As the vine mealybug feeds on vines and grape stems it produces tremendous amounts of sticky honeydew, promoting sooty mold and rendering the grapes inedible. It also transmits grape viruses. To date, scientists in the United States and other parts of the world have not been successful controlling the pest with its natural enemies.

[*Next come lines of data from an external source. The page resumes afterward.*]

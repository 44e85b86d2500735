//! Core reconciliation logic: types, parsing, graph building, planning, execution.

pub mod error;
pub mod executor;
pub mod parser;
pub mod planner;
pub mod resolver;
pub mod schema;
pub mod state;
pub mod types;
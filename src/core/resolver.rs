//! Template resolution and dependency DAG construction.
//!
//! Resolves `{{params.key}}` templates inside attribute strings.
//! Builds a DAG from `depends_on` edges and computes a topological order
//! using Kahn's algorithm, tie-breaking on declaration order.

use super::error::PlanError;
use super::types::*;
use std::collections::{BTreeSet, HashMap};

/// Resolve all template variables in a string.
pub fn resolve_template(
    template: &str,
    params: &HashMap<String, serde_yaml_ng::Value>,
) -> Result<String, String> {
    let mut result = template.to_string();
    let mut start = 0;

    while let Some(open) = result[start..].find("{{") {
        let open = start + open;
        let close = result[open..]
            .find("}}")
            .ok_or_else(|| format!("unclosed template at position {}", open))?;
        let close = open + close + 2;
        let key = result[open + 2..close - 2].trim();

        let value = match key.strip_prefix("params.") {
            Some(param_key) => params
                .get(param_key)
                .map(yaml_value_to_string)
                .ok_or_else(|| format!("unknown param: {}", param_key))?,
            None => return Err(format!("unknown template variable: {}", key)),
        };

        result.replace_range(open..close, &value);
        start = open + value.len();
    }

    Ok(result)
}

fn resolve_value(
    value: &serde_json::Value,
    params: &HashMap<String, serde_yaml_ng::Value>,
) -> Result<serde_json::Value, String> {
    use serde_json::Value;
    Ok(match value {
        Value::String(s) => Value::String(resolve_template(s, params)?),
        Value::Array(items) => Value::Array(
            items
                .iter()
                .map(|v| resolve_value(v, params))
                .collect::<Result<_, _>>()?,
        ),
        Value::Object(map) => Value::Object(
            map.iter()
                .map(|(k, v)| Ok((k.clone(), resolve_value(v, params)?)))
                .collect::<Result<_, String>>()?,
        ),
        other => other.clone(),
    })
}

/// Resolve templates in every attribute of a spec.
pub fn resolve_spec_templates(
    spec: &ResourceSpec,
    params: &HashMap<String, serde_yaml_ng::Value>,
) -> Result<ResourceSpec, String> {
    let mut resolved = spec.clone();
    for (key, value) in resolved.attributes.iter_mut() {
        *value = resolve_value(value, params)
            .map_err(|e| format!("resource '{}' attribute '{}': {}", spec.id, key, e))?;
    }
    Ok(resolved)
}

/// Build a plan: check ids and dependencies, then order topologically.
///
/// Among nodes whose dependencies are all placed, the earliest-declared goes
/// first, so identical input yields identical order.
pub fn build(specs: Vec<ResourceSpec>) -> Result<Plan, PlanError> {
    let mut index: HashMap<String, usize> = HashMap::with_capacity(specs.len());
    for (i, spec) in specs.iter().enumerate() {
        if index.insert(spec.id.clone(), i).is_some() {
            return Err(PlanError::Duplicate(spec.id.clone()));
        }
    }

    let mut in_degree = vec![0usize; specs.len()];
    let mut dependents: Vec<Vec<usize>> = vec![Vec::new(); specs.len()];
    for (i, spec) in specs.iter().enumerate() {
        for dep in &spec.depends_on {
            let &d = index
                .get(dep)
                .ok_or_else(|| PlanError::UnknownDependency {
                    resource: spec.id.clone(),
                    dependency: dep.clone(),
                })?;
            dependents[d].push(i);
            in_degree[i] += 1;
        }
    }

    // Kahn's algorithm; the ready set is ordered by declaration index
    let mut ready: BTreeSet<usize> = in_degree
        .iter()
        .enumerate()
        .filter(|(_, &d)| d == 0)
        .map(|(i, _)| i)
        .collect();

    let mut order = Vec::with_capacity(specs.len());
    while let Some(current) = ready.pop_first() {
        order.push(current);
        for &next in &dependents[current] {
            in_degree[next] -= 1;
            if in_degree[next] == 0 {
                ready.insert(next);
            }
        }
    }

    if order.len() != specs.len() {
        return Err(PlanError::Cycle {
            cycle: find_cycle(&specs, &index, &in_degree),
        });
    }

    Ok(Plan {
        specs,
        order,
        index,
    })
}

/// Extract one concrete cycle from the nodes Kahn's algorithm could not place.
///
/// Every unplaced node has at least one unplaced dependency, so following
/// those edges from any unplaced node must revisit a node.
fn find_cycle(
    specs: &[ResourceSpec],
    index: &HashMap<String, usize>,
    in_degree: &[usize],
) -> Vec<String> {
    let unplaced = |i: usize| in_degree[i] > 0;
    let Some(mut current) = (0..specs.len()).find(|&i| unplaced(i)) else {
        return Vec::new();
    };

    let mut path: Vec<usize> = Vec::new();
    let mut seen_at: HashMap<usize, usize> = HashMap::new();
    loop {
        if let Some(&at) = seen_at.get(&current) {
            let mut cycle: Vec<String> = path[at..].iter().map(|&i| specs[i].id.clone()).collect();
            cycle.push(specs[current].id.clone());
            return cycle;
        }
        seen_at.insert(current, path.len());
        path.push(current);

        let next = specs[current]
            .depends_on
            .iter()
            .filter_map(|d| index.get(d).copied())
            .find(|&d| unplaced(d));
        match next {
            Some(d) => current = d,
            None => return path.iter().map(|&i| specs[i].id.clone()).collect(),
        }
    }
}
//! Tripwire: provenance event log, BLAKE3 hashing, drift detection.

pub mod drift;
pub mod eventlog;
pub mod hasher;
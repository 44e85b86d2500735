//! Plan file parsing and validation.
//!
//! Parses a YAML plan file and validates structural constraints:
//! - Version must be "1.0"
//! - Resource ids must be non-empty
//! - Attributes must match the kind's schema
//! - Each kind must depend on the kinds it is attached to (subnet → vpc, ...)
//!
//! Unknown dependencies, duplicates and cycles are reported by the resolver.

use super::error::PlanError;
use super::resolver;
use super::schema;
use super::types::*;
use std::collections::HashMap;
use std::path::Path;

/// Validation error.
#[derive(Debug, Clone)]
pub struct ValidationError {
    pub message: String,
}

impl std::fmt::Display for ValidationError {
    fn fmt(&self, f: &mut std::fmt::Formatter<'_>) -> std::fmt::Result {
        write!(f, "{}", self.message)
    }
}

/// Parse a plan file from disk.
pub fn parse_plan_file(path: &Path) -> Result<PlanFile, PlanError> {
    let content = std::fs::read_to_string(path)
        .map_err(|e| PlanError::Parse(format!("failed to read {}: {}", path.display(), e)))?;
    parse_plan(&content)
}

/// Parse a plan from a string.
pub fn parse_plan(yaml: &str) -> Result<PlanFile, PlanError> {
    serde_yaml_ng::from_str(yaml).map_err(|e| PlanError::Parse(format!("YAML parse error: {}", e)))
}

/// Validate a parsed plan. Returns a list of errors (empty = valid).
pub fn validate_plan(plan: &PlanFile) -> Vec<ValidationError> {
    let mut errors = Vec::new();
    let mut push = |message: String| errors.push(ValidationError { message });

    if plan.version != "1.0" {
        push(format!("version must be \"1.0\", got \"{}\"", plan.version));
    }
    if plan.name.is_empty() {
        push("name must not be empty".to_string());
    }

    let kinds: HashMap<&str, ResourceKind> = plan
        .resources
        .iter()
        .map(|r| (r.id.as_str(), r.kind))
        .collect();

    for resource in &plan.resources {
        if resource.id.trim().is_empty() {
            push(format!("a {} resource has an empty id", resource.kind));
            continue;
        }

        for message in schema::validate_attributes(&resource.id, resource.kind, &resource.attributes) {
            push(message);
        }

        for required in resource.kind.schema().requires {
            let satisfied = resource
                .depends_on
                .iter()
                .any(|d| kinds.get(d.as_str()) == Some(required));
            if !satisfied {
                push(format!(
                    "resource '{}' ({}) must depend on a {}",
                    resource.id, resource.kind, required
                ));
            }
        }
    }

    errors
}

/// Apply `key=value` overrides to the plan's params.
pub fn apply_param_overrides(plan: &mut PlanFile, overrides: &[(String, String)]) {
    for (key, value) in overrides {
        plan.params
            .insert(key.clone(), serde_yaml_ng::Value::String(value.clone()));
    }
}

/// Parse a `key=value` CLI argument.
pub fn parse_param(arg: &str) -> Result<(String, String), String> {
    match arg.split_once('=') {
        Some((k, v)) if !k.is_empty() => Ok((k.to_string(), v.to_string())),
        _ => Err(format!("expected key=value, got '{}'", arg)),
    }
}

/// Resolve templates, build the DAG, then validate schemas.
///
/// Graph errors (duplicate, unknown dependency, cycle) come back typed;
/// schema errors are collected into [`PlanError::Invalid`].
pub fn load_plan(plan_file: &PlanFile) -> Result<Plan, PlanError> {
    let resolved: Vec<ResourceSpec> = plan_file
        .resources
        .iter()
        .map(|spec| resolver::resolve_spec_templates(spec, &plan_file.params))
        .collect::<Result<_, _>>()
        .map_err(|e| PlanError::Invalid(vec![e]))?;

    let plan = resolver::build(resolved.clone())?;

    let errors = validate_plan(&PlanFile {
        resources: resolved,
        ..plan_file.clone()
    });
    if !errors.is_empty() {
        return Err(PlanError::Invalid(
            errors.into_iter().map(|e| e.message).collect(),
        ));
    }

    Ok(plan)
}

The vine mealybug was first found in the United States 4 years ago in the Coachella Valley. It was identified in a tablegrape vineyard south of Arvin in June 1998. Since then small populations have been detected at two other nearby vineyards. A native of the Black Sea area and an established pest of grapes, date palms and figs in South Africa, Egypt, India and Israel, the vine mealybug is a separate, and much more damaging, species than the grape mealybug already found in the San Joaquin Valley.
Since the pest prefers warmer, non-freezing areas, Bentley said the renowned wine producing vineyards of Napa, Mendocino and Sonoma counties, plus those in the mild Central Coast counties of San Luis Obispo and Monterey are threatened by the possible spread of vine mealybug.